But the Saints, spite of their industry and faith in their leaders, were not to enjoy the fruits of their labors very long, for again mobs of violent men descended upon Nauvoo in 1846, and again the people left their little homes, taking as much as possible of their movable belongings and crossed the Mississippi River.
The Chapmans and others settled in Garden Grove, Iowa, where they remained for about two years. By the time they were ready to begin their final journey across the plains in 1848, they had six children in the family. Their outfit was as nearly complete as most of their garden seeds, bedding, and a loom for weaving clothe which Mrs.
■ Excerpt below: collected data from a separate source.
//! The append-only plate ledger: one row per sample placed on a sequencing
//! plate, carried from run to run.

use crate::config::PoolingParameters;
use crate::error::{PoolingError, Result};
use crate::sample::BatchId;
use csv::{ReaderBuilder, WriterBuilder};
use itertools::Itertools;
use serde::{Deserialize, Serialize};
use std::collections::{BTreeSet, HashMap, HashSet};
use std::fs::File;
use std::io::{Read, Write};
use std::path::Path;
use tempfile::NamedTempFile;

pub const COL_PLATE_ID: &str = "PlateID";
pub const COL_DESTINATION_SLOT: &str = "DestinationSlot";
pub const COL_SOURCE_SLOT: &str = "SourceSlot";
pub const COL_SAMPLE_NAME: &str = "SampleName";
pub const COL_SOURCE_BATCH: &str = "SourceBatch";

const LEDGER_COLUMNS: [&str; 5] = [
    COL_PLATE_ID,
    COL_DESTINATION_SLOT,
    COL_SOURCE_SLOT,
    COL_SAMPLE_NAME,
    COL_SOURCE_BATCH,
];

#[derive(Debug, Clone, PartialEq, Eq, Serialize, Deserialize)]
pub struct AllocationEntry {
    #[serde(rename = "PlateID")]
    pub plate_id: String,
    #[serde(rename = "DestinationSlot")]
    pub destination_slot: u32,
    #[serde(rename = "SourceSlot")]
    pub source_slot: u32,
    #[serde(rename = "SampleName")]
    pub sample_name: String,
    #[serde(rename = "SourceBatch")]
    pub source_batch: BatchId,
}

/// Where the previous run left off.
#[derive(Debug, Clone, PartialEq, Eq)]
pub struct PlateContinuation {
    pub last_plate_id: Option<String>,
    pub filled: u32,
    pub last_filled_slot: Option<u32>,
    pub next_plate_number: u32,
}

impl PlateContinuation {
    pub fn is_open(&self, capacity: u32) -> bool {
        self.last_plate_id.is_some() && self.filled < capacity
    }
}

/// Numeric suffix of a plate id such as `COVSEQ_17`.
pub fn plate_number(plate_id: &str, prefix: &str) -> Option<u32> {
    let suffix = plate_id.strip_prefix(prefix)?;
    if suffix.is_empty() || !suffix.chars().all(|c| c.is_ascii_digit()) {
        return None;
    }
    suffix.parse().ok()
}

pub fn format_plate_id(prefix: &str, number: u32) -> String {
    format!("{prefix}{number}")
}

#[derive(Debug, Clone, Default, PartialEq, Eq)]
pub struct Ledger {
    entries: Vec<AllocationEntry>,
}

impl Ledger {
    pub fn new() -> Self {
        Self::default()
    }

    pub fn from_entries(entries: Vec<AllocationEntry>) -> Self {
        Self { entries }
    }

    pub fn entries(&self) -> &[AllocationEntry] {
        &self.entries
    }

    pub fn len(&self) -> usize {
        self.entries.len()
    }

    pub fn is_empty(&self) -> bool {
        self.entries.is_empty()
    }

    pub(crate) fn push(&mut self, entry: AllocationEntry) {
        self.entries.push(entry);
    }

    /// Plate ids in order of first appearance.
    pub fn plate_ids(&self) -> Vec<String> {
        self.entries
            .iter()
            .map(|e| e.plate_id.clone())
            .unique()
            .collect()
    }

    pub fn entries_for_plate(&self, plate_id: &str) -> Vec<AllocationEntry> {
        self.entries
            .iter()
            .filter(|e| e.plate_id == plate_id)
            .cloned()
            .collect()
    }

    pub fn from_csv_reader<R: Read>(reader: R) -> Result<Self> {
        let mut rdr = ReaderBuilder::new().flexible(true).from_reader(reader);
        let headers = rdr.headers()?.clone();
        let mut index = HashMap::new();
        for column in LEDGER_COLUMNS {
            let idx = headers
                .iter()
                .position(|h| h.trim() == column)
                .ok_or_else(|| {
                    PoolingError::malformed(format!("Ledger is missing the '{column}' column"))
                })?;
            index.insert(column, idx);
        }

        let mut entries = vec![];
        for (row_idx, record) in rdr.records().enumerate() {
            let record = record?;
            if record.iter().all(|field| field.trim().is_empty()) {
                continue;
            }
            let line = row_idx + 2;
            let text = |column: &str| -> Result<String> {
                let value = record.get(index[column]).unwrap_or("").trim();
                if value.is_empty() {
                    return Err(PoolingError::malformed(format!(
                        "Ledger line {line}: empty '{column}'"
                    )));
                }
                Ok(value.to_string())
            };
            let number = |column: &str| -> Result<u32> {
                let value = text(column)?;
                parse_location(&value).ok_or_else(|| {
                    PoolingError::malformed(format!(
                        "Ledger line {line}: '{column}' is not an integer: '{value}'"
                    ))
                })
            };
            entries.push(AllocationEntry {
                plate_id: text(COL_PLATE_ID)?,
                destination_slot: number(COL_DESTINATION_SLOT)?,
                source_slot: number(COL_SOURCE_SLOT)?,
                sample_name: text(COL_SAMPLE_NAME)?,
                source_batch: number(COL_SOURCE_BATCH)?,
            });
        }
        Ok(Self { entries })
    }

    pub fn load_from_path(path: &Path) -> Result<Self> {
        let file = File::open(path).map_err(|e| {
            PoolingError::io(format!("Could not read ledger '{}': {e}", path.display()))
        })?;
        Self::from_csv_reader(file)
    }

    pub fn to_csv_writer<W: Write>(&self, writer: W) -> Result<()> {
        let mut wtr = WriterBuilder::new().has_headers(false).from_writer(writer);
        wtr.write_record(LEDGER_COLUMNS)?;
        for entry in &self.entries {
            wtr.serialize(entry)?;
        }
        wtr.flush()?;
        Ok(())
    }

    /// Writes the complete ledger to a temporary file in the directory of
    /// `path`, ready to be renamed over it.
    pub fn stage_next_to(&self, path: &Path) -> Result<NamedTempFile> {
        let dir = path
            .parent()
            .filter(|p| !p.as_os_str().is_empty())
            .unwrap_or_else(|| Path::new("."));
        let mut tmp = NamedTempFile::new_in(dir)?;
        self.to_csv_writer(&mut tmp)?;
        tmp.as_file().sync_all()?;
        Ok(tmp)
    }

    /// Replaces `path` with this ledger; readers see either the old or the
    /// new file, never a partial one.
    pub fn save_to_path(&self, path: &Path) -> Result<()> {
        let tmp = self.stage_next_to(path)?;
        tmp.persist(path).map_err(|e| {
            PoolingError::io(format!("Could not replace ledger '{}': {e}", path.display()))
        })?;
        Ok(())
    }

    pub fn validate(&self, params: &PoolingParameters) -> Result<()> {
        let capacity = params.capacity() as usize;
        let mut finished: HashSet<&str> = HashSet::new();
        let mut current: Option<&str> = None;
        let mut slots: HashMap<&str, BTreeSet<u32>> = HashMap::new();

        for entry in &self.entries {
            let plate = entry.plate_id.as_str();
            if plate_number(plate, &params.plate_prefix).is_none() {
                return Err(PoolingError::malformed(format!(
                    "Plate id '{plate}' does not match '{}<number>'",
                    params.plate_prefix
                )));
            }
            if current != Some(plate) {
                if finished.contains(plate) {
                    return Err(PoolingError::malformed(format!(
                        "Plate '{plate}' rows are interleaved with another plate"
                    )));
                }
                if let Some(prev) = current {
                    finished.insert(prev);
                }
                current = Some(plate);
            }
            if !(params.slot_low..=params.slot_high).contains(&entry.destination_slot) {
                return Err(PoolingError::malformed(format!(
                    "Plate '{plate}' uses slot {} outside {}..={}",
                    entry.destination_slot, params.slot_low, params.slot_high
                )));
            }
            let used = slots.entry(plate).or_default();
            if !used.insert(entry.destination_slot) {
                return Err(PoolingError::malformed(format!(
                    "Plate '{plate}' uses slot {} twice",
                    entry.destination_slot
                )));
            }
            if used.len() > capacity {
                return Err(PoolingError::malformed(format!(
                    "Plate '{plate}' holds more than {capacity} samples"
                )));
            }
        }
        Ok(())
    }

    pub fn continuation(&self, params: &PoolingParameters) -> Result<PlateContinuation> {
        self.validate(params)?;
        let highest = self
            .entries
            .iter()
            .filter_map(|e| plate_number(&e.plate_id, &params.plate_prefix))
            .max();
        let next_plate_number = match highest {
            Some(n) => n.checked_add(1).ok_or_else(|| {
                PoolingError::malformed(format!("Plate number {n} cannot be continued"))
            })?,
            None => params.first_plate_number,
        };

        let Some(last) = self.entries.last() else {
            return Ok(PlateContinuation {
                last_plate_id: None,
                filled: 0,
                last_filled_slot: None,
                next_plate_number,
            });
        };
        let last_slots: Vec<u32> = self
            .entries
            .iter()
            .filter(|e| e.plate_id == last.plate_id)
            .map(|e| e.destination_slot)
            .collect();
        let filled = last_slots.len() as u32;
        let max_slot = last_slots.iter().copied().max().unwrap_or(params.slot_low);
        if filled < params.capacity() && max_slot != params.slot_low + filled - 1 {
            return Err(PoolingError::malformed(format!(
                "Open plate '{}' has {filled} samples but its highest slot is {max_slot}",
                last.plate_id
            )));
        }
        Ok(PlateContinuation {
            last_plate_id: Some(last.plate_id.clone()),
            filled,
            last_filled_slot: Some(last.destination_slot),
            next_plate_number,
        })
    }
}

fn parse_location(value: &str) -> Option<u32> {
    if let Ok(v) = value.parse::<u32>() {
        return Some(v);
    }
    // spreadsheet round-trips turn integer columns into "93.0"
    let v = value.parse::<f64>().ok()?;
    (v.fract() == 0.0 && v >= 0.0 && v <= u32::MAX as f64).then_some(v as u32)
}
Chapman could use with skill.
They had managed, somehow, to hold onto a few precious articles through all the mobbings and movings they had encountered. Welcome still possessed a black broadcloth suit and high silk hat which were the pride of his heart and reserved to be worn on very special occasions. Amelia still had her precious linen, her white wedding gown, her black taffeta dress with the tiny black bonnet to wear on the same occasions when Welcome donned his high silk hat.
When they arrived in Salt Lake Valley in the fall of 1848, they found that some of the supplies - food especially - which they had brought with them, were in great demand among the pioneers that had already settled in the Valley. They shared what they could spare keeping only enough for their own needs and seed for then next spring.
Mrs. Chapman turned most of the housework over to the two girls - Rosetta now 14 and Amelia 12 years of age and turned her attention to the weaving of linsey-woolsey cloth which was needed badly by the whole community. This cloth, of a coarse wool woof and linen warp, was a dull gray - sometimes dyed by the pioneer housewives with rude dyes obtained from nature - berries, bark and roots - but more often used as it came from the loom, for the making of clothes for men, women, and children. It would withstand the hardest wear for years.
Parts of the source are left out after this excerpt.